YOUR OBJECTIVE
Transcribe the listing from its top line through the line with "released accidental key". Keep it exact, both ends included, and add nothing.
━━━ LISTED ENTRIES
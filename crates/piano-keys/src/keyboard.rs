//! Piano keyboard state
//!
//! The keyboard is a plain value: events are applied with [`Keyboard::update`],
//! which returns the next state. Nothing here talks to a player; the host
//! compares pressed sets with [`NoteDiff::between`] to find out what to play.

use std::collections::{BTreeSet, HashMap};

use ratatui::style::Color;

use crate::theory::{is_natural, Note, NoteRange, MAX_NOTE, MIN_NOTE};

/// Default color of a pressed natural key
pub const PRESSED_NATURAL_COLOR: Color = Color::LightGreen;
/// Default color of a released natural key
pub const NATURAL_COLOR: Color = Color::White;
/// Default color of a pressed accidental key
pub const PRESSED_ACCIDENTAL_COLOR: Color = Color::Green;
/// Default color of a released accidental key
pub const ACCIDENTAL_COLOR: Color = Color::Black;

/// Events the keyboard reacts to
#[derive(Debug, Clone, Copy, PartialEq, Eq)]
pub enum KeyboardEvent {
    /// A key went down
    KeyDown(Note),
    /// A key came up
    KeyUp(Note),
    /// Show a different span of notes
    ChangeNoteRange(NoteRange),
}

/// Widget options
#[derive(Debug, Clone, Copy, PartialEq, Eq)]
pub struct WidgetConfig {
    /// Key presses and releases change the pressed set
    pub interactive: bool,
    /// Render one button per keyboard size
    pub show_size_selector: bool,
    /// Render the names of the pressed notes
    pub debug_notes: bool,
}

impl Default for WidgetConfig {
    fn default() -> Self {
        Self {
            interactive: true,
            show_size_selector: false,
            debug_notes: false,
        }
    }
}

/// Piano keyboard state
#[derive(Debug, Clone, PartialEq, Default)]
pub struct Keyboard {
    /// Currently pressed notes, ascending
    pub pressed_notes: BTreeSet<Note>,
    /// Visible notes
    pub note_range: NoteRange,
    pub config: WidgetConfig,
    /// Color overrides for pressed keys
    pub pressed_colors: HashMap<Note, Color>,
    /// Color overrides for released keys
    pub unpressed_colors: HashMap<Note, Color>,
}

impl Keyboard {
    /// Create a keyboard showing the default range with nothing pressed
    pub fn new(config: WidgetConfig) -> Self {
        Self {
            config,
            ..Self::default()
        }
    }

    /// Start from a different range
    pub fn with_range(mut self, range: NoteRange) -> Self {
        self.note_range = range;
        self
    }

    /// Apply an event and return the next state
    ///
    /// Presses and releases are dropped unless the keyboard is interactive,
    /// and so are notes above [`MAX_NOTE`]; range changes always go through.
    pub fn update(mut self, event: KeyboardEvent) -> Self {
        match event {
            KeyboardEvent::KeyDown(note) | KeyboardEvent::KeyUp(note) if note > MAX_NOTE => {
                log::warn!("Ignoring {:?}: not a MIDI note", event);
            }
            KeyboardEvent::KeyDown(note) if self.config.interactive => {
                self.pressed_notes.insert(note);
            }
            KeyboardEvent::KeyUp(note) if self.config.interactive => {
                self.pressed_notes.remove(&note);
            }
            KeyboardEvent::KeyDown(_) | KeyboardEvent::KeyUp(_) => {
                log::debug!("Ignoring {:?} on a passive keyboard", event);
            }
            KeyboardEvent::ChangeNoteRange(range) => {
                self.note_range = range;
            }
        }
        self
    }

    /// Check if a note is currently pressed
    pub fn is_note_pressed(&self, note: Note) -> bool {
        self.pressed_notes.contains(&note)
    }

    /// Color every pressed key: naturals `white`, accidentals `black`
    pub fn color_all_pressed_keys(mut self, white: Color, black: Color) -> Self {
        self.pressed_colors = color_all_keys(white, black);
        self
    }

    /// Color every released key: naturals `white`, accidentals `black`
    pub fn color_all_unpressed_keys(mut self, white: Color, black: Color) -> Self {
        self.unpressed_colors = color_all_keys(white, black);
        self
    }

    /// Override the pressed color of a single key
    pub fn color_key_pressed(mut self, note: Note, color: Color) -> Self {
        self.pressed_colors.insert(note, color);
        self
    }

    /// Override the released color of a single key
    pub fn color_key_unpressed(mut self, note: Note, color: Color) -> Self {
        self.unpressed_colors.insert(note, color);
        self
    }

    /// Drop all color overrides
    pub fn clear_colors(mut self) -> Self {
        self.pressed_colors.clear();
        self.unpressed_colors.clear();
        self
    }

    /// Color a key is drawn with in its current state
    pub fn key_color(&self, note: Note) -> Color {
        let active = self.is_note_pressed(note);
        let overrides = if active {
            &self.pressed_colors
        } else {
            &self.unpressed_colors
        };
        overrides
            .get(&note)
            .copied()
            .unwrap_or_else(|| default_key_color(note, active))
    }
}

/// Built-in key color when no override is set
pub fn default_key_color(note: Note, active: bool) -> Color {
    match (is_natural(note), active) {
        (true, true) => PRESSED_NATURAL_COLOR,
        (true, false) => NATURAL_COLOR,
        (false, true) => PRESSED_ACCIDENTAL_COLOR,
        (false, false) => ACCIDENTAL_COLOR,
    }
}

fn color_all_keys(white: Color, black: Color) -> HashMap<Note, Color> {
    (MIN_NOTE..=MAX_NOTE)
        .map(|note| (note, if is_natural(note) { white } else { black }))
        .collect()
}

/// Notes that changed between two pressed sets
#[derive(Debug, Clone, Default, PartialEq, Eq)]
pub struct NoteDiff {
    /// In `after` but not `before`, ascending
    pub pressed: Vec<Note>,
    /// In `before` but not `after`, ascending
    pub released: Vec<Note>,
}

impl NoteDiff {
    pub fn between(before: &BTreeSet<Note>, after: &BTreeSet<Note>) -> Self {
        Self {
            pressed: after.difference(before).copied().collect(),
            released: before.difference(after).copied().collect(),
        }
    }

    pub fn is_empty(&self) -> bool {
        self.pressed.is_empty() && self.released.is_empty()
    }
}

#[cfg(test)]
mod tests {
    use super::*;
    use crate::theory::KeyboardSize;
    use super::KeyboardEvent::*;

    fn interactive() -> Keyboard {
        Keyboard::new(WidgetConfig::default())
    }

    fn passive() -> Keyboard {
        Keyboard::new(WidgetConfig {
            interactive: false,
            ..WidgetConfig::default()
        })
    }

    #[test]
    fn test_new_keyboard() {
        let keyboard = interactive();
        assert!(keyboard.pressed_notes.is_empty());
        assert_eq!(keyboard.note_range, KeyboardSize::Keys25.range());
    }

    #[test]
    fn test_key_down_is_idempotent() {
        let once = interactive().update(KeyDown(60));
        let twice = once.clone().update(KeyDown(60));
        assert_eq!(once.pressed_notes, twice.pressed_notes);
        assert!(twice.is_note_pressed(60));
    }

    #[test]
    fn test_key_up_absent_note() {
        let keyboard = interactive().update(KeyDown(64));
        let after = keyboard.clone().update(KeyUp(60));
        assert_eq!(keyboard.pressed_notes, after.pressed_notes);
    }

    #[test]
    fn test_key_down_up_round_trip() {
        let before = interactive().update(KeyDown(48));
        let after = before.clone().update(KeyDown(50)).update(KeyUp(50));
        assert_eq!(before.pressed_notes, after.pressed_notes);
    }

    #[test]
    fn test_out_of_range_note_ignored() {
        let keyboard = interactive().update(KeyDown(200));
        assert!(keyboard.pressed_notes.is_empty());

        let keyboard = keyboard.update(KeyDown(MAX_NOTE)).update(KeyUp(200));
        assert_eq!(keyboard.pressed_notes, BTreeSet::from([MAX_NOTE]));
    }

    #[test]
    fn test_passive_keyboard_ignores_keys() {
        let range = KeyboardSize::Keys61.range();
        let keyboard = passive()
            .update(KeyDown(60))
            .update(KeyDown(62))
            .update(KeyUp(60))
            .update(ChangeNoteRange(range));
        assert!(keyboard.pressed_notes.is_empty());
        assert_eq!(keyboard.note_range, range);
    }

    #[test]
    fn test_end_to_end_session() {
        let k0 = interactive();

        let k1 = k0.clone().update(KeyDown(60));
        let diff = NoteDiff::between(&k0.pressed_notes, &k1.pressed_notes);
        assert_eq!(diff.pressed, vec![60]);
        assert!(diff.released.is_empty());

        let k2 = k1.clone().update(KeyDown(64));
        assert_eq!(k2.pressed_notes, BTreeSet::from([60, 64]));
        assert_eq!(NoteDiff::between(&k1.pressed_notes, &k2.pressed_notes).pressed, vec![64]);

        let k3 = k2.clone().update(KeyUp(60));
        assert_eq!(k3.pressed_notes, BTreeSet::from([64]));
        let diff = NoteDiff::between(&k2.pressed_notes, &k3.pressed_notes);
        assert_eq!(diff.released, vec![60]);
        assert!(diff.pressed.is_empty());

        let k4 = k3.clone().update(ChangeNoteRange(NoteRange::new(9, 96)));
        assert_eq!(k4.note_range, KeyboardSize::Keys88.range());
        assert_eq!(k4.pressed_notes, BTreeSet::from([64]));
        assert!(NoteDiff::between(&k3.pressed_notes, &k4.pressed_notes).is_empty());
    }

    #[test]
    fn test_default_colors() {
        let keyboard = interactive().update(KeyDown(60)).update(KeyDown(61));
        assert_eq!(keyboard.key_color(60), PRESSED_NATURAL_COLOR);
        assert_eq!(keyboard.key_color(61), PRESSED_ACCIDENTAL_COLOR);
        assert_eq!(keyboard.key_color(62), NATURAL_COLOR);
        assert_eq!(keyboard.key_color(63), ACCIDENTAL_COLOR);
    }

    #[test]
    fn test_color_all_keys_covers_every_note() {
        let keyboard = interactive()
            .color_all_pressed_keys(Color::Yellow, Color::Red)
            .color_all_unpressed_keys(Color::Gray, Color::DarkGray);
        assert_eq!(keyboard.pressed_colors.len(), 128);
        assert_eq!(keyboard.unpressed_colors.len(), 128);

        let keyboard = keyboard.update(KeyDown(60)).update(KeyDown(61));
        assert_eq!(keyboard.key_color(60), Color::Yellow);
        assert_eq!(keyboard.key_color(61), Color::Red);
        assert_eq!(keyboard.key_color(62), Color::Gray);
        assert_eq!(keyboard.key_color(63), Color::DarkGray);
    }

    #[test]
    fn test_single_key_override() {
        let keyboard = interactive().color_key_unpressed(62, Color::Blue);
        assert_eq!(keyboard.key_color(62), Color::Blue);
        // Pressed state falls back to the default
        let keyboard = keyboard.update(KeyDown(62));
        assert_eq!(keyboard.key_color(62), PRESSED_NATURAL_COLOR);

        let keyboard = keyboard.clear_colors().update(KeyUp(62));
        assert_eq!(keyboard.key_color(62), NATURAL_COLOR);
    }
}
━━━━━━
ANSWER TO THIS EXERCISE
filename crates/piano-keys/src/keyboard.rs
//! Piano keyboard state
//!
//! The keyboard is a plain value: events are applied with [`Keyboard::update`],
//! which returns the next state. Nothing here talks to a player; the host
//! compares pressed sets with [`NoteDiff::between`] to find out what to play.

use std::collections::{BTreeSet, HashMap};

use ratatui::style::Color;

use crate::theory::{is_natural, Note, NoteRange, MAX_NOTE, MIN_NOTE};

/// Default color of a pressed natural key
pub const PRESSED_NATURAL_COLOR: Color = Color::LightGreen;
/// Default color of a released natural key
pub const NATURAL_COLOR: Color = Color::White;
/// Default color of a pressed accidental key
pub const PRESSED_ACCIDENTAL_COLOR: Color = Color::Green;
/// Default color of a released accidental key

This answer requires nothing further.